The monoclonal antibody specifically reacts with major histocompatibility complex (MHC) class I antigens of the mouse and, therefore, it is a valuable tool for studying cytotoxic T-cell interactions with class I positive antigen presenting cells. The primary immunological function of MHC molecules is to bind and present antigenic peptides on the surfaces of cells for recognition by the antigen-specific T cell receptors (TCRs) of lymphocytes. MHC class I molecules are expressed on the surfaces of most cells and are recognized by CD8-positive cytotoxic T-cells, an essential step for initiating the elimination of virally infected cells by T-cell-mediated lysis. MHC class I molecules are heterodimers composed of an alpha (44kD) and a beta (beta microglobulin, 11kD) subunit. The first two structural domains of the alpha subunit associate to form the peptide-binding pocket.

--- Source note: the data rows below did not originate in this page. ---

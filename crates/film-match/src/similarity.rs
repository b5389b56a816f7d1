//! Key rendering and string similarity.
//!
//! Whole keys are compared as one string, so `("Heat", 1995)` and
//! `("Heat ", 1995)` differ by a single character rather than by a whole
//! component.

use film_model::CellValue;
use rapidfuzz::distance::indel;

/// Highest possible similarity score.
pub const MAX_SCORE: u8 = 100;

/// Similarity of two strings on a 0–100 scale.
///
/// Based on the indel distance (insertions and deletions only), normalized
/// by the combined length and rounded to the nearest integer.
pub fn ratio(a: &str, b: &str) -> u8 {
    if a == b {
        return MAX_SCORE;
    }
    let similarity = indel::normalized_similarity(a.chars(), b.chars());
    (similarity * f64::from(MAX_SCORE)).round().clamp(0.0, f64::from(MAX_SCORE)) as u8
}

/// Renders key components as a tuple, e.g. `(Rocky II, 1979)`.
pub fn render_key(components: &[CellValue]) -> String {
    let parts: Vec<String> = components.iter().map(CellValue::render).collect();
    format!("({})", parts.join(", "))
}

#[cfg(test)]
mod tests {
    use super::*;

    #[test]
    fn identical_strings_score_max() {
        assert_eq!(ratio("(Heat, 1995)", "(Heat, 1995)"), 100);
        assert_eq!(ratio("", ""), 100);
    }

    #[test]
    fn unrelated_strings_score_low() {
        assert!(ratio("Heat", "Casablanca") < 50);
        assert_eq!(ratio("abc", "xyz"), 0);
    }

    #[test]
    fn single_insertion_in_long_key() {
        // 2 * 60 / 121 = 0.9917
        let a = "x".repeat(60);
        let b = format!("{a}y");
        assert_eq!(ratio(&a, &b), 99);
    }

    #[test]
    fn keys_render_as_tuples() {
        let key = [CellValue::text("Rocky II"), CellValue::Number(1979.0)];
        assert_eq!(render_key(&key), "(Rocky II, 1979)");
    }
}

The monoclonal antibody reacts with MHC class I, an antigen that is expressed by all somatic cells at varying levels. Lymphocytes are highly positive, whereas fibroblasts and neurons show only a low level of antigen expression.
Suitable for use in Flow Cytometry and Immunohistochemistry.
Other applications not tested.
Flow Cytometry: 1:50
Immunohistochemistry (Frozen): 1:50. The antigen is glutaraldehyde (0.05%), paraformaldehyde (1%) and acetone resistant.
Optimal dilutions to be determined by the researcher.
Storage and Stability:
May be stored at 4 degrees C for short-term only. Aliquot to avoid repeated freezing and thawing. Store at -20 degrees C. Aliquots are stable for 12 months. For maximum recovery of product, centrifuge the original vial after thawing and prior to removing the cap.